Development of mesalazine pellets coated with methacrylic-derived polymer

Authors

  • Simone Cristina Déo Federal University of Paraná; Pharmacy Department
  • Itamar Francisco Andreazza Federal University of Paraná; Pharmacy Department
  • João Carlos Possamai Federal University of Paraná; Plant Science and Plant Health Department

DOI:

https://doi.org/10.1590/S1984-82502011000100013

Keywords:

Mesalazine, Coated pellets^i1^sevaluat, Coated pellets^i1^sdissolution prof, Extrusion- Spheronisation^i1^spellets obtent, Drugs^i1^smodified rele

Abstract

Mesalazine (5-ASA) is the standard drug for the treatment of inflammatory bowel disease (IBD) due to its local effect on intestinal and colonic mucosa.

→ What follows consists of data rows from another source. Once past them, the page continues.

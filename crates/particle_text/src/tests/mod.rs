//! End-to-end scenarios driving whole particle text instances
//!
//! Unit tests live next to their modules; these exercise the pieces together
//! through [`crate::ParticleTextSystem`] and a headless scene.

mod formation_scenarios;
mod pointer_scenarios;
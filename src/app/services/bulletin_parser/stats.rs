//! Parse outcome and statistics for bulletin processing
//!
//! The races/results counts are the caller-visible success signal: a
//! bulletin that yields zero results is not an error, but callers should
//! surface it for manual review.

use crate::app::models::{Race, RaceResult};
use crate::constants::MAX_REJECTED_SAMPLES;

/// Complete output of one bulletin parse
///
/// Both lists follow document order of first appearance, and every result's
/// `race_id` refers to a race present in `races` (no dangling references).
#[derive(Debug, Clone)]
pub struct ParseOutcome {
    /// Races recovered from the document, each with at least one result
    pub races: Vec<Race>,

    /// Result records, in document order
    pub results: Vec<RaceResult>,

    /// Line-level parsing statistics
    pub stats: ParseStats,
}

impl ParseOutcome {
    /// True when the document produced no races at all (warning-worthy for
    /// callers, not an error)
    pub fn is_empty(&self) -> bool {
        self.races.is_empty()
    }
}

/// Line-level statistics for one parse
#[derive(Debug, Clone, Default, serde::Serialize, serde::Deserialize)]
pub struct ParseStats {
    /// Total lines in the document
    pub total_lines: usize,

    /// Blank, separator, and unrecognized lines skipped
    pub noise_lines: usize,

    /// Organization banner lines seen
    pub banner_lines: usize,

    /// Column-header rows skipped
    pub column_header_lines: usize,

    /// Result-shaped lines seen before any race header (discarded)
    pub orphan_result_lines: usize,

    /// Result rows successfully extracted
    pub results_parsed: usize,

    /// Result-shaped lines that failed extraction (no ring number etc.)
    pub results_rejected: usize,

    /// Races emitted with at least one result
    pub races_parsed: usize,

    /// Race sections dropped because they held zero results
    pub races_dropped_empty: usize,

    /// Bounded sample of rejected lines for diagnostics
    pub rejected_samples: Vec<String>,
}

impl ParseStats {
    /// Create new empty statistics
    pub fn new() -> Self {
        Self::default()
    }

    /// Record a rejected result-shaped line, keeping a bounded sample
    pub fn record_rejected(&mut self, line: &str) {
        self.results_rejected += 1;
        if self.rejected_samples.len() < MAX_REJECTED_SAMPLES {
            self.rejected_samples.push(line.to_string());
        }
    }

    /// Fraction of result-shaped lines that produced a record, as a
    /// percentage
    pub fn result_success_rate(&self) -> f64 {
        let attempted = self.results_parsed + self.results_rejected;
        if attempted == 0 {
            0.0
        } else {
            (self.results_parsed as f64 / attempted as f64) * 100.0
        }
    }

    /// True when at least one result was recovered
    pub fn has_results(&self) -> bool {
        self.results_parsed > 0
    }
}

The effective and safe treatment of this disease requires more efficient delivery of the active substance to its site of action. The focus of this study was the use of multiparticulate systems, a modified release form in which the drug is divided into several functional subunits of release in the form of granules or pellets. When these forms are administered, they are rapidly disintegrated, distributing their content throughout the gastrointestinal tract. The aim of this study was to develop and evaluate a multiparticulate system consisting of pellets coated with polymer for pH-dependent release, derived from methacrylic acid and incorporated into the tablet dosage form of mesalazine as a model drug. The extrusion-spheronisation technique was used, resulting in smooth and spherical pellets with uniform size distribution, which were coated in fluidized bed using Opadry® Enteric 94K28327 containing Eudragit® S100 as the agent regulating drug release. The dissolution profile of coated pellets showed good control of drug release from the polymer at the two levels of coating evaluated (8% and 10%), but only the 10% coated pellets were statistically similar to Asalit® 400 mg.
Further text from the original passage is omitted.